Provided entries:
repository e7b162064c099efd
pub(crate) mod support;
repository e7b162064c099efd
//! Per-session event actor
//!
//! One task per session drains that session's event queue in order, so state
//! transitions and message handling for a user never interleave.

use super::forwarder::EventForwarder;
use crate::address::{self, USER_DOMAIN};
use crate::connector::{ChatClient, InboundMessage, SessionEvent};
use crate::session::{Session, SessionRegistry, SessionState};
use std::ops::ControlFlow;
use std::sync::Arc;
use std::time::Duration;
use tokio::sync::{mpsc, oneshot};
use tokio_util::sync::CancellationToken;
use uuid::Uuid;

pub(super) struct SessionActor {
    pub(super) user_id: String,
    pub(super) session_id: Uuid,
    pub(super) registry: Arc<SessionRegistry>,
    pub(super) forwarder: Arc<EventForwarder>,
    pub(super) admin_phone: Option<String>,
    pub(super) teardown_timeout: Duration,
    pub(super) stop: CancellationToken,
    pub(super) events: mpsc::Receiver<SessionEvent>,
}

impl SessionActor {
    /// Spawn the actor. Events stay queued until the session's client is sent
    /// on the returned channel; dropping the sender stops the actor.
    pub(super) fn spawn(self) -> oneshot::Sender<Arc<dyn ChatClient>> {
        let (tx, attached) = oneshot::channel();
        tokio::spawn(self.run(attached));
        tx
    }

    async fn run(mut self, attached: oneshot::Receiver<Arc<dyn ChatClient>>) {
        let client = tokio::select! {
            biased;
            _ = self.stop.cancelled() => return,
            attached = attached => match attached {
                Ok(client) => client,
                Err(_) => {
                    tracing::debug!("WhatsApp: session for {} never attached", self.user_id);
                    return;
                }
            },
        };

        loop {
            let event = tokio::select! {
                biased;
                _ = self.stop.cancelled() => break,
                event = self.events.recv() => match event {
                    Some(event) => event,
                    None => break,
                },
            };

            tracing::debug!("WhatsApp: {} event for {}", event.kind(), self.user_id);
            if self.handle(event, client.as_ref()).await.is_break() {
                break;
            }
        }
        tracing::debug!("WhatsApp: event actor for {} stopped", self.user_id);
    }

    async fn handle(&mut self, event: SessionEvent, client: &dyn ChatClient) -> ControlFlow<()> {
        match event {
            SessionEvent::PairingToken(token) => {
                let Some(stored) = self
                    .with_current(|s| s.mark_awaiting_pairing(token.clone()))
                    .await
                else {
                    return ControlFlow::Break(());
                };
                if stored {
                    tracing::info!("WhatsApp: pairing code issued for {}", self.user_id);
                    self.forwarder.notify_pairing(&self.user_id, &token).await;
                } else {
                    tracing::warn!(
                        "WhatsApp: ignoring pairing code for {}, session already past pairing",
                        self.user_id
                    );
                }
            }
            SessionEvent::Ready => {
                let Some(connected) = self.with_current(Session::mark_connected).await else {
                    return ControlFlow::Break(());
                };
                if !connected {
                    tracing::debug!(
                        "WhatsApp: ignoring ready for {}, session is ending",
                        self.user_id
                    );
                    return ControlFlow::Break(());
                }
                tracing::info!("WhatsApp: session for {} connected", self.user_id);
                self.forwarder.notify_status(&self.user_id, true).await;
                self.notify_admin(client).await;
            }
            SessionEvent::Authenticated => {
                if self.current().await.is_none() {
                    return ControlFlow::Break(());
                }
                tracing::info!("WhatsApp: session for {} authenticated", self.user_id);
            }
            SessionEvent::AuthFailure(reason) => {
                tracing::error!(
                    "WhatsApp: authentication failed for {}: {}",
                    self.user_id,
                    reason
                );
                self.terminate(SessionState::AuthFailed, reason, client).await;
                return ControlFlow::Break(());
            }
            SessionEvent::Disconnected(reason) => {
                tracing::warn!("WhatsApp: session for {} disconnected: {}", self.user_id, reason);
                self.terminate(SessionState::Disconnected, reason, client).await;
                return ControlFlow::Break(());
            }
            SessionEvent::Message(msg) => return self.on_message(msg, client).await,
        }
        ControlFlow::Continue(())
    }

    /// Apply `f` to this actor's session. `None` when the registry no longer
    /// holds this session (logged out or replaced).
    async fn with_current<R>(&self, f: impl FnOnce(&mut Session) -> R) -> Option<R> {
        let session_id = self.session_id;
        let result = self
            .registry
            .update(&self.user_id, |s| (s.id == session_id).then(|| f(s)))
            .await
            .flatten();
        if result.is_none() {
            tracing::debug!("WhatsApp: session {} for {} is gone", session_id, self.user_id);
        }
        result
    }

    async fn current(&self) -> Option<Session> {
        self.registry
            .get(&self.user_id)
            .await
            .filter(|s| s.id == self.session_id)
    }

    async fn terminate(&self, state: SessionState, reason: String, client: &dyn ChatClient) {
        let claimed = self
            .with_current(|s| s.mark_terminal(state, Some(reason)))
            .await
            .unwrap_or(false);
        if !claimed {
            // Logout or shutdown already claimed it
            return;
        }
        self.forwarder.notify_status(&self.user_id, false).await;

        match tokio::time::timeout(self.teardown_timeout, client.destroy()).await {
            Ok(Ok(())) => {}
            Ok(Err(e)) => tracing::warn!("WhatsApp: teardown for {} failed: {}", self.user_id, e),
            Err(_) => tracing::warn!("WhatsApp: teardown for {} timed out", self.user_id),
        }
        self.registry
            .remove_session(&self.user_id, self.session_id)
            .await;
        tracing::info!("WhatsApp: session for {} ended ({})", self.user_id, state);
    }

    async fn on_message(&self, msg: InboundMessage, client: &dyn ChatClient) -> ControlFlow<()> {
        if self.current().await.is_none() {
            return ControlFlow::Break(());
        }

        let outcome = self
            .forwarder
            .handle_inbound(&self.user_id, &self.session_id.to_string(), &msg, client)
            .await;
        tracing::debug!("WhatsApp: message for {} -> {:?}", self.user_id, outcome);
        ControlFlow::Continue(())
    }

    async fn notify_admin(&self, client: &dyn ChatClient) {
        let Some(phone) = &self.admin_phone else {
            return;
        };

        let chat = address::normalize_recipient(phone, USER_DOMAIN);
        let text = format!("✅ WhatsApp session for {} is online", self.user_id);
        if let Err(e) = client.send_text(&chat, &text).await {
            tracing::warn!("WhatsApp: admin notice for {} failed: {}", self.user_id, e);
        }
    }
}
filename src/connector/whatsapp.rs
//! WhatsApp Web connector
//!
//! One `whatsapp-rust` bot per user, each with its own pairing store under
//! `<data_dir>/<user_id>/session.db`. Already-paired users reconnect without
//! a new QR code.

use super::{ChatClient, ConnectorError, EventSink, InboundMessage, SessionConnector, SessionEvent};
use async_trait::async_trait;
use std::path::PathBuf;
use std::sync::Arc;
use tokio::sync::Mutex;
use tokio::task::JoinHandle;

use wacore::types::events::Event;
use wacore_binary::jid::Jid;
use whatsapp_rust::bot::Bot;
use whatsapp_rust::client::Client;
use whatsapp_rust::store::SqliteStore;
use whatsapp_rust_tokio_transport::TokioWebSocketTransportFactory;
use whatsapp_rust_ureq_http_client::UreqHttpClient;

const NATIVE_USER_DOMAIN: &str = "@s.whatsapp.net";
const WEB_USER_DOMAIN: &str = "@c.us";

/// Starts WhatsApp Web sessions backed by `whatsapp-rust`
pub struct WhatsAppConnector {
    data_dir: PathBuf,
    render_qr: bool,
}

impl WhatsAppConnector {
    pub fn new(data_dir: PathBuf) -> Self {
        Self {
            data_dir,
            render_qr: false,
        }
    }

    /// Also print each pairing QR to the debug log
    pub fn with_qr_rendering(mut self, enabled: bool) -> Self {
        self.render_qr = enabled;
        self
    }

    fn store_path(&self, user_id: &str) -> PathBuf {
        let dir: String = user_id
            .chars()
            .map(|c| if c.is_ascii_alphanumeric() || c == '-' || c == '_' { c } else { '_' })
            .collect();
        self.data_dir.join(dir).join("session.db")
    }
}

#[async_trait]
impl SessionConnector for WhatsAppConnector {
    async fn connect(
        &self,
        user_id: &str,
        events: EventSink,
    ) -> Result<Arc<dyn ChatClient>, ConnectorError> {
        let db_path = self.store_path(user_id);
        if let Some(parent) = db_path.parent() {
            tokio::fs::create_dir_all(parent).await.map_err(|e| {
                ConnectorError::Start(format!("cannot create {}: {}", parent.display(), e))
            })?;
        }

        let backend = SqliteStore::new(db_path.to_string_lossy().as_ref())
            .await
            .map(Arc::new)
            .map_err(|e| ConnectorError::Start(format!("session store: {}", e)))?;

        let render_qr = self.render_qr;
        let mut bot = Bot::builder()
            .with_backend(backend)
            .with_transport_factory(TokioWebSocketTransportFactory::new())
            .with_http_client(UreqHttpClient::new())
            .on_event(move |event, _client| {
                let sink = events.clone();
                async move {
                    if let Some(event) = translate(event, render_qr) {
                        sink.emit(event).await;
                    }
                }
            })
            .build()
            .await
            .map_err(|e| ConnectorError::Start(e.to_string()))?;

        let client = bot.client();
        let task = bot
            .run()
            .await
            .map_err(|e| ConnectorError::Start(e.to_string()))?;

        tracing::info!("WhatsApp: bot started for {}", user_id);
        Ok(Arc::new(WhatsAppClient {
            client,
            task: Mutex::new(Some(task)),
        }))
    }
}

/// Map a library event onto the relay's lifecycle events.
fn translate(event: Event, render_qr: bool) -> Option<SessionEvent> {
    match event {
        Event::PairingQrCode { code, .. } => {
            if render_qr && let Ok(qr) = qrcode::QrCode::new(code.as_bytes()) {
                let art = qr
                    .render::<qrcode::render::unicode::Dense1x2>()
                    .build();
                tracing::debug!("WhatsApp QR:\n{}", art);
            }
            Some(SessionEvent::PairingToken(code))
        }
        Event::PairSuccess(_) => Some(SessionEvent::Authenticated),
        Event::PairError(e) => Some(SessionEvent::AuthFailure(format!("{:?}", e))),
        Event::Connected(_) => Some(SessionEvent::Ready),
        Event::LoggedOut(_) => Some(SessionEvent::Disconnected("logged out".to_string())),
        Event::Disconnected(_) => Some(SessionEvent::Disconnected(
            "connection closed".to_string(),
        )),
        Event::Message(msg, info) => {
            let body = msg
                .conversation
                .clone()
                .or_else(|| {
                    msg.extended_text_message
                        .as_ref()
                        .and_then(|ext| ext.text.clone())
                })
                .unwrap_or_default();
            Some(SessionEvent::Message(InboundMessage {
                chat: to_web_address(&info.source.chat.to_string()),
                from: to_web_address(&info.source.sender.to_string()),
                body,
                from_me: info.source.is_from_me,
                is_group: info.source.is_group,
                timestamp: info.timestamp,
            }))
        }
        _ => None,
    }
}

fn to_web_address(native: &str) -> String {
    match native.strip_suffix(NATIVE_USER_DOMAIN) {
        Some(user) => format!("{}{}", user, WEB_USER_DOMAIN),
        None => native.to_string(),
    }
}

fn to_native_address(web: &str) -> String {
    match web.strip_suffix(WEB_USER_DOMAIN) {
        Some(user) => format!("{}{}", user, NATIVE_USER_DOMAIN),
        None => web.to_string(),
    }
}

struct WhatsAppClient {
    client: Arc<Client>,
    task: Mutex<Option<JoinHandle<()>>>,
}

#[async_trait]
impl ChatClient for WhatsAppClient {
    async fn send_text(&self, chat: &str, text: &str) -> Result<(), ConnectorError> {
        let jid: Jid = to_native_address(chat)
            .parse()
            .map_err(|e| ConnectorError::Send(format!("bad address {}: {:?}", chat, e)))?;
        let message = waproto::whatsapp::Message {
            conversation: Some(text.to_string()),
            ..Default::default()
        };
        self.client
            .send_message(jid, message)
            .await
            .map(|_| ())
            .map_err(|e| ConnectorError::Send(e.to_string()))
    }

    async fn destroy(&self) -> Result<(), ConnectorError> {
        self.client.disconnect().await;
        if let Some(task) = self.task.lock().await.take() {
            task.abort();
        }
        Ok(())
    }
}

#[cfg(test)]
mod tests {
    use super::*;

    #[test]
    fn test_address_translation() {
        assert_eq!(to_web_address("5511999@s.whatsapp.net"), "5511999@c.us");
        assert_eq!(to_web_address("120363@g.us"), "120363@g.us");
        assert_eq!(to_native_address("5511999@c.us"), "5511999@s.whatsapp.net");
    }

    #[test]
    fn test_store_path_is_per_user() {
        let connector = WhatsAppConnector::new(PathBuf::from("/data"));
        assert_eq!(
            connector.store_path("user/1"),
            PathBuf::from("/data/user_1/session.db")
        );
    }
}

Required work:
Check each line of the data for the word "JoinHandle", then state only how many lines hold it.

Exercise response:
2